Evidence for Imperialine Applications
Bronchodilatory and antispasmodic activity: Imperialine relaxes pre-contracted tracheal and bronchial smooth muscle preparations in vitro with EC₅₀ values in the low micromolar range. In vivo, imperialine and Fritillaria extracts standardised to steroidal alkaloids reduce airway resistance and methacholine-induced bronchoconstriction in rodent models. The mechanism involves both muscarinic receptor (M2/M3) antagonism and cAMP-mediated bronchodilation via PDE inhibition. Claim strength: Moderate.
Antitussive activity: Imperialine suppresses mechanically and chemically induced cough in guinea pig models at doses of 5–20 mg/kg. The cough suppression mechanism is central (brainstem cough reflex modulation) and peripheral (bronchial smooth muscle relaxation reducing stimulus-evoked cough). Fritillaria bulb preparations containing imperialine have been used in TCM cough syrups and traditional formulas with clinical precedent spanning centuries. Claim strength: Moderate.
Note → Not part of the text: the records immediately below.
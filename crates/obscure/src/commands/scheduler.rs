//! Scheduler command

use std::path::Path;
use std::sync::Arc;

use anyhow::Result;
use chrono::Local;
use obscure::{pipeline, resolve_passphrase, ScheduleSpec, Scheduler};
use obscure_core::{auto_version, BackupRequest, Error};
use obscure_storage::{FallbackUpload, StorageProvider};

use crate::cli::SchedulerArgs;
use crate::output;

pub async fn run(args: SchedulerArgs, config_path: Option<&Path>) -> Result<()> {
    let config = super::load_config(config_path)?;

    args.version_policy.ensure_supported()?;

    let spec = match (&args.time, args.every, &args.cron) {
        (Some(time), None, None) => ScheduleSpec::daily_from_str(time)?,
        (None, Some(minutes), None) => ScheduleSpec::EveryMinutes(minutes),
        (None, None, Some(expr)) => ScheduleSpec::Cron(expr.clone()),
        _ => {
            return Err(
                Error::config("specify exactly one of --time, --every, or --cron").into(),
            );
        }
    };

    // Fail on a missing passphrase at startup, not at the first run
    let passphrase = if args.direct {
        None
    } else {
        Some(resolve_passphrase(args.passphrase_file.as_deref())?)
    };

    let (provider_key, provider) = super::connect_provider(&config, args.provider.as_deref()).await?;
    let provider: Arc<dyn StorageProvider> = Arc::from(provider);
    let fallback = super::fallback_for(config.provider(&provider_key)?).map(Arc::new);

    output::info(&format!(
        "Scheduling backups of {} (tag '{}') to {}",
        args.path.display(),
        args.tag,
        provider_key
    ));

    let username = config.username.clone();
    let scheduler = Scheduler::new(&spec)?;

    scheduler
        .run(|| {
            let provider = Arc::clone(&provider);
            let fallback = fallback.clone();
            let passphrase = passphrase.clone();
            let username = username.clone();
            let tag = args.tag.clone();
            let path = args.path.clone();
            let provider_key = provider_key.clone();
            let direct = args.direct;
            let retain = args.retain.unwrap_or(obscure_storage::DEFAULT_RETAIN);

            async move {
                let request = BackupRequest {
                    source_path: path,
                    tag: tag.clone(),
                    version: auto_version(Local::now()),
                    direct,
                    provider_key,
                    username: username.clone(),
                };

                let outcome = pipeline::backup_to_provider(
                    provider.as_ref(),
                    fallback.as_deref().map(|u| u as &dyn FallbackUpload),
                    &request,
                    passphrase.as_deref(),
                )
                .await?;
                tracing::info!(key = outcome.key.as_str(), "scheduled backup uploaded");

                let report =
                    obscure_storage::enforce(provider.as_ref(), &username, &tag, retain).await?;
                if report.removed_anything() {
                    tracing::info!(
                        pruned = report.deleted.len(),
                        tag = tag.as_str(),
                        "pruned old versions"
                    );
                }

                Ok(())
            }
        })
        .await?;

    Ok(())
}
Anti-inflammatory: Imperialine inhibits NF-κB activation and reduces pro-inflammatory cytokine production (IL-6, TNF-α) in LPS-stimulated macrophage models. In acute lung injury rodent models, imperialine treatment reduces neutrophil infiltration and oxidative damage markers. Claim strength: Moderate.
Cardiovascular effects: At higher doses, imperialine produces mild hypotensive and negative chronotropic effects — consistent with its muscarinic receptor modulation. These cardiovascular effects require consideration in formulation dosing for at-risk populations. Claim strength: Moderate.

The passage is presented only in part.